Nalumasortoq, south southwest face of Right Pillar, first all free ascent of Non C’e Due Senza Tre, and first ascent of a new route on Half Dome. For 30 days Micah Dash and I lived out of a cave located several miles from the Tasermiut Fjord in southern Greenland. Our simple home provided shelter, not only from the rain but from the hordes of mosquitoes and biting flies, which rarely entered the cool damp interior. Over this time we made five attempts to free the striking crack system of Non C’e Due Senza Tre, which splits the Right Pillar of Nalumasortoq. Our last attempt placed us a rope length from the summit after swinging leads up 2,500' of immaculate granite.

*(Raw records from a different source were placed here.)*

use std::time::Duration;

use async_trait::async_trait;
use reqwest::{StatusCode, Url};
use serde::de::DeserializeOwned;
use spdlog::{debug, warn};

use crate::config::Api;
use crate::content_api::{ApiError, ApiResult, ContentApi};
use crate::post::{Category, Post};

const DEFAULT_TIMEOUT_SECS: u64 = 10;

/// [`ContentApi`] backed by the blog REST API.
pub struct RemoteContentApi {
    client: reqwest::Client,
    base_url: Url,
    slug_lookup: bool,
}

impl RemoteContentApi {
    pub fn new(api: &Api) -> ApiResult<Self> {
        let base_url = Url::parse(&api.base_url)
            .map_err(|e| ApiError::InvalidBaseUrl(format!("{}: {}", api.base_url, e)))?;
        if base_url.cannot_be_a_base() {
            return Err(ApiError::InvalidBaseUrl(api.base_url.clone()));
        }

        let timeout = Duration::from_secs(api.timeout_secs.unwrap_or(DEFAULT_TIMEOUT_SECS));
        let client = reqwest::Client::builder()
            .timeout(timeout)
            .build()
            .map_err(|e| ApiError::Unavailable(format!("could not build HTTP client: {}", e)))?;

        Ok(RemoteContentApi {
            client,
            base_url,
            slug_lookup: api.slug_lookup,
        })
    }

    fn endpoint(&self, segments: &[&str]) -> Url {
        let mut url = self.base_url.clone();
        if let Ok(mut path) = url.path_segments_mut() {
            path.pop_if_empty().extend(segments);
        }
        url
    }

    async fn get_json<T: DeserializeOwned>(&self, segments: &[&str]) -> ApiResult<T> {
        let url = self.endpoint(segments);
        debug!("GET {}", url);

        let response = self.client
            .get(url.clone())
            .send()
            .await
            .map_err(|e| {
                warn!("Request to {} failed: {}", url, e);
                ApiError::Unavailable(format!("{}: {}", url, e))
            })?;

        match response.status() {
            StatusCode::NOT_FOUND => return Err(ApiError::NotFound(url.path().to_string())),
            status if !status.is_success() => {
                warn!("Request to {} returned HTTP {}", url, status);
                return Err(ApiError::Unavailable(format!("{}: HTTP {}", url, status)));
            }
            _ => {}
        }

        response.json::<T>().await.map_err(|e| {
            warn!("Could not decode response from {}: {}", url, e);
            ApiError::Unavailable(format!("{}: {}", url, e))
        })
    }
}

#[async_trait]
impl ContentApi for RemoteContentApi {
    async fn list_posts(&self) -> ApiResult<Vec<Post>> {
        self.get_json(&["blogs"]).await
    }

    async fn post_by_id(&self, id: &str) -> ApiResult<Post> {
        self.get_json(&["blogs", id]).await
    }

    async fn post_by_slug(&self, slug: &str) -> ApiResult<Post> {
        if !self.slug_lookup {
            return Err(ApiError::Unsupported("post_by_slug"));
        }
        self.get_json(&["blogs", "slug", slug]).await
    }

    async fn list_categories(&self) -> ApiResult<Vec<Category>> {
        self.get_json(&["categories"]).await
    }
}
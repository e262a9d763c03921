use chrono::{DateTime, Utc};
use serde::Serialize;

use crate::page_range::{page_range, PageEntry};
use crate::paginator::{PaginationState, Paginator};
use crate::post::Post;

#[derive(Debug, Serialize)]
pub struct PostSummary<'a> {
    pub id: &'a str,
    pub title: &'a str,
    pub excerpt: &'a str,
    pub category: &'a str,
    #[serde(skip_serializing_if = "Option::is_none")]
    pub image: Option<&'a str>,
    #[serde(skip_serializing_if = "Option::is_none")]
    pub created_at: Option<DateTime<Utc>>,
    pub path: String,
}

impl<'a> From<&'a Post> for PostSummary<'a> {
    fn from(post: &'a Post) -> Self {
        // Cards prefer the small variant
        let image = post.images.small.as_deref().or(post.images.main.as_deref());
        PostSummary {
            id: &post.id,
            title: &post.title,
            excerpt: &post.excerpt,
            category: &post.category.name,
            image,
            created_at: post.created_at,
            path: post.canonical_path(),
        }
    }
}

/// One page of a post list with the controls to move between pages.
#[derive(Debug, Serialize)]
pub struct PostPage<'a> {
    pub posts: Vec<PostSummary<'a>>,
    pub pagination: PaginationState,
    pub controls: Vec<PageEntry>,
}

impl<'a> PostPage<'a> {
    pub fn build(posts: &[&'a Post], cur_page: u32, page_size: u32, max_buttons: u32) -> Self {
        let paginator = Paginator::new(posts, page_size);
        let (items, pagination) = paginator.page(cur_page);
        let controls = page_range(pagination.cur_page, pagination.page_count, max_buttons);

        PostPage {
            posts: items.iter().map(|p| PostSummary::from(*p)).collect(),
            pagination,
            controls,
        }
    }
}
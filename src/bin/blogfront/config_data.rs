use std::fs::File;
use std::io;
use std::io::Write;
use std::path::Path;

const CONFIG_SAMPLE: &str = r#"[site]
name = "My Blog"

# Remote blog API. Set slug_lookup to false when the deployment has no
# /blogs/slug/{slug} endpoint
[api]
base_url = "https://blog.example.com/api"
slug_lookup = true
timeout_secs = 10

# Narrow viewports (below narrow_breakpoint px) get fewer page buttons
[pagination]
page_size = 6
wide_buttons = 7
narrow_buttons = 5
narrow_breakpoint = 768

[server]
address = "0.0.0.0"
port = 8001

# For the file locations, If you want it to be relative to the executable directory
# use ${exe_dir}/location
# [log]
# level = "Info"
# log_to_console = true
# location = "${exe_dir}/log/server.log"
"#;

pub(crate) fn write_sample_cfg(file_path: &Path) -> io::Result<()> {
    let mut file = File::create(file_path)?;
    file.write_all(CONFIG_SAMPLE.as_bytes())
}
use std::sync::atomic::{AtomicU64, Ordering};
use std::sync::Arc;

/// Hands out one token per navigation. Starting a navigation supersedes
/// every token issued before it.
#[derive(Clone, Default)]
pub struct NavigationTracker {
    latest: Arc<AtomicU64>,
}

/// Passed into a resolution; tells it whether the caller still wants the
/// result.
#[derive(Clone)]
pub struct NavigationToken {
    generation: u64,
    latest: Arc<AtomicU64>,
}

impl NavigationTracker {
    pub fn new() -> Self {
        Self::default()
    }

    pub fn begin(&self) -> NavigationToken {
        let generation = self.latest.fetch_add(1, Ordering::SeqCst) + 1;
        NavigationToken {
            generation,
            latest: self.latest.clone(),
        }
    }
}

impl NavigationToken {
    /// Token nobody can supersede, for one-shot requests.
    pub fn detached() -> Self {
        NavigationToken {
            generation: 0,
            latest: Arc::new(AtomicU64::new(0)),
        }
    }

    pub fn is_superseded(&self) -> bool {
        self.latest.load(Ordering::SeqCst) != self.generation
    }
}

#[cfg(test)]
mod tests {
    use super::*;

    #[test]
    fn test_latest_wins() {
        let tracker = NavigationTracker::new();
        let first = tracker.begin();
        assert!(!first.is_superseded());

        let second = tracker.begin();
        assert!(first.is_superseded());
        assert!(!second.is_superseded());

        let third = tracker.clone().begin();
        assert!(second.is_superseded());
        assert!(!third.is_superseded());
    }

    #[test]
    fn test_detached() {
        let token = NavigationToken::detached();
        assert!(!token.is_superseded());
    }
}
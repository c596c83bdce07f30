use super::models::{QuestionRecord, QuestionType};
use crate::{ExtractorError, Result};
use std::collections::HashSet;
use tracing::warn;

pub struct QuestionValidator;

impl QuestionValidator {
    pub fn validate(questions: &[QuestionRecord]) -> Result<ValidationReport> {
        let mut report = ValidationReport::default();
        let mut seen_numbers = HashSet::new();

        for (idx, question) in questions.iter().enumerate() {
            let label = format!("#{} (question {})", idx + 1, question.question_number);

            if question.question_number.is_empty() {
                report
                    .errors
                    .push(format!("Question {} has an empty question_number", label));
            }

            let prefix = question.question_text.split('.').next().unwrap_or_default();
            if question.question_number != prefix {
                report.errors.push(format!(
                    "Question {}: question_number '{}' does not match text prefix '{}'",
                    label, question.question_number, prefix
                ));
            }

            match question.r#type {
                QuestionType::MultipleChoice => {
                    if !is_ordered_subset(&question.correct_answers, &question.options) {
                        report.errors.push(format!(
                            "Question {}: correct_answers are not an ordered subset of options",
                            label
                        ));
                    }
                    if !question.options.is_empty() && question.correct_answers.is_empty() {
                        report
                            .warnings
                            .push(format!("Question {} has no correct answer", label));
                    }
                }
                QuestionType::Matching => {
                    if question.correct_answers != question.options {
                        report.errors.push(format!(
                            "Question {}: matching correct_answers must equal options",
                            label
                        ));
                    }
                }
            }

            if question.options.is_empty() {
                report
                    .warnings
                    .push(format!("Question {} has no options", label));
            }

            if !question.has_explanation() {
                report
                    .warnings
                    .push(format!("Question {} has no explanation", label));
            }

            if !question.question_number.is_empty()
                && !seen_numbers.insert(question.question_number.as_str())
            {
                report.warnings.push(format!(
                    "Duplicate question_number: '{}'",
                    question.question_number
                ));
            }
        }

        if !report.errors.is_empty() {
            Err(ExtractorError::ValidationError(format!(
                "Validation failed with {} error(s): {}",
                report.errors.len(),
                report.errors.join("; ")
            )))
        } else {
            Ok(report)
        }
    }
}

/// True when every element of `subset` appears in `options` in the same relative order.
fn is_ordered_subset(subset: &[String], options: &[String]) -> bool {
    let mut remaining = options.iter();
    subset
        .iter()
        .all(|answer| remaining.any(|option| option == answer))
}

#[derive(Debug, Default)]
pub struct ValidationReport {
    pub errors: Vec<String>,
    pub warnings: Vec<String>,
}

impl ValidationReport {
    pub fn log_warnings(&self) {
        for warning in &self.warnings {
            warn!("{}", warning);
        }
    }
}

#[cfg(test)]
mod tests {
    use super::*;

    fn multiple_choice() -> QuestionRecord {
        let mut q = QuestionRecord::new("1. What is 2+2?");
        q.push_option("3".to_string(), false);
        q.push_option("4".to_string(), true);
        q.set_explanation("Basic arithmetic".to_string());
        q
    }

    #[test]
    fn test_valid_questions_have_no_warnings() {
        let mut matching = QuestionRecord::new("2. Match the pairs");
        matching.push_matching_row("A : 1".to_string());
        matching.set_explanation("Pairs".to_string());

        let report = QuestionValidator::validate(&[multiple_choice(), matching]).unwrap();
        assert!(report.errors.is_empty());
        assert!(report.warnings.is_empty());
    }

    #[test]
    fn test_correct_answer_outside_options_is_an_error() {
        let mut q = multiple_choice();
        q.correct_answers.push("5".to_string());

        let err = QuestionValidator::validate(&[q]).unwrap_err();
        assert!(err.to_string().contains("ordered subset"));
    }

    #[test]
    fn test_out_of_order_answers_are_an_error() {
        let mut q = multiple_choice();
        q.push_option("5".to_string(), true);
        q.correct_answers.reverse();

        assert!(QuestionValidator::validate(&[q]).is_err());
    }

    #[test]
    fn test_matching_answers_must_equal_options() {
        let mut q = QuestionRecord::new("2. Match");
        q.push_matching_row("A : 1".to_string());
        q.options.push("B : 2".to_string());

        let err = QuestionValidator::validate(&[q]).unwrap_err();
        assert!(err.to_string().contains("must equal options"));
    }

    #[test]
    fn test_number_mismatch_is_an_error() {
        let mut q = multiple_choice();
        q.question_number = "7".to_string();

        assert!(QuestionValidator::validate(&[q]).is_err());
    }

    #[test]
    fn test_warnings_for_sparse_questions() {
        let bare = QuestionRecord::new("3. Nothing follows");
        let report = QuestionValidator::validate(&[bare.clone(), bare]).unwrap();

        assert!(report.warnings.iter().any(|w| w.contains("has no options")));
        assert!(report.warnings.iter().any(|w| w.contains("has no explanation")));
        assert!(report.warnings.iter().any(|w| w.contains("Duplicate question_number: '3'")));
    }
}
use serde::{Deserialize, Serialize};

/// Explanation value used when no explanation box follows a question.
pub const NO_EXPLANATION: &str = "N/A";

#[derive(Debug, Clone, Copy, Default, PartialEq, Eq, Serialize, Deserialize)]
#[serde(rename_all = "snake_case")]
pub enum QuestionType {
    #[default]
    MultipleChoice,
    Matching,
}

impl QuestionType {
    pub fn as_str(&self) -> &'static str {
        match self {
            Self::MultipleChoice => "multiple_choice",
            Self::Matching => "matching",
        }
    }
}

/// One question block recovered from an exam dump.
///
/// Field order is the JSON key order of the saved file.
#[derive(Debug, Clone, PartialEq, Eq, Serialize, Deserialize)]
pub struct QuestionRecord {
    pub question_number: String,
    pub question_text: String,
    pub options: Vec<String>,
    pub correct_answers: Vec<String>,
    #[serde(rename = "type")]
    pub r#type: QuestionType,
    pub explanation: String,
}

impl QuestionRecord {
    /// Builds a record from the normalized text of a question-start paragraph.
    /// The number is everything before the first period, taken verbatim.
    pub fn new(question_text: impl Into<String>) -> Self {
        let question_text = question_text.into();
        let question_number = question_text
            .split('.')
            .next()
            .unwrap_or_default()
            .to_string();

        Self {
            question_number,
            question_text,
            options: Vec::new(),
            correct_answers: Vec::new(),
            r#type: QuestionType::MultipleChoice,
            explanation: NO_EXPLANATION.to_string(),
        }
    }

    pub fn push_option(&mut self, text: String, is_correct: bool) {
        if is_correct {
            self.correct_answers.push(text.clone());
        }
        self.options.push(text);
    }

    /// Matching rows carry no per-row correctness signal, so each row counts as correct.
    pub fn push_matching_row(&mut self, row: String) {
        self.r#type = QuestionType::Matching;
        self.push_option(row, true);
    }

    pub fn mark_matching(&mut self) {
        self.r#type = QuestionType::Matching;
    }

    pub fn set_explanation(&mut self, explanation: String) {
        self.explanation = explanation;
    }

    pub fn has_explanation(&self) -> bool {
        let trimmed = self.explanation.trim();
        !trimmed.is_empty() && trimmed != NO_EXPLANATION
    }
}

I have never been able to stay focused on long term climbing projects, preferring the excitement of going into the unknown. This is by far the longest that I had spent on one route. My motivation for another attempt had gone, there were too many virgin lines on the walls surrounding us. I told Micah that it was time for a change of pace. Micah has an obsessive personality and was fixated with completing the route, but he kindly agreed to switch focus to a dome directly opposite the Right Pillar. We determined, from Timmy O’Neill’s and Nathan Martin’s AAJ, that this had been named Half Dome by a Swiss party. The Swiss made the first ascent; free, incorporating fixed ropes and a drill. [Editor’s note:
Castella, Lehner, Truffer, and Zambetti climbed the route Les Temps sont Dur—15 pitches all free at 6c—to the left of the vertical north face in 1998. It’s possible the name Half Dome was first coined by a British party, who had the north face as one of their objectives the same year.] The dome reminded me of Fairview Dome in Tuolumne Meadows, except it dwarfs its California cousin. Standing at the base racking up, we greatly underestimated the dome’s size: this lead us to leave everything except our small free rack and water bottles. From the belays on Nalumasortoq we had seen a crack that started halfway up the wall and continued to the summit. The rock below the crack looked highly featured but there seemed to be only intermittent opportunities for protection. As we started up doubts arose about the possibilities of safely reaching the crack. The difficulty of the climbing was not a problem for us, but the lack of gear was. There was enough to lure us higher, but there were many serious sections where we had to climb 20-30' above gear at 5.10 standard. After swinging leads up seven meandering pitches, we finally reached what we thought from the ground would be a hand crack. It turned out to be a flaring chimney with a finger crack in the back. After several pitches of 10-, the angle started to decrease, but we still were still some way from the top. In an effort to summit before darkness, we decided to simul-climb the remaining 500'. After a few moments of anxious relaxation on the summit, we rappelled into the darkness without headlamps, off the backside into the unknown. The 1,600' route currently remains unnamed but the grade is 5.10X
During the climb, as I was belaying Micah, my gaze would drift over to the Right Pillar of Nalumasortoq and the amazing line we had come so close to sending. This little break from our project had provided me with the inspiration I needed to head back up for our sixth attempt on the Right Pillar. Three days after climbing the dome, we completed the first all free ascent of the Right Pillar via Non C’e Due Senza Tre (2,700', 5.11+). It turned out to be the best route Micah or I have ever climbed. A lead article on this climb is found earlier in this Journal.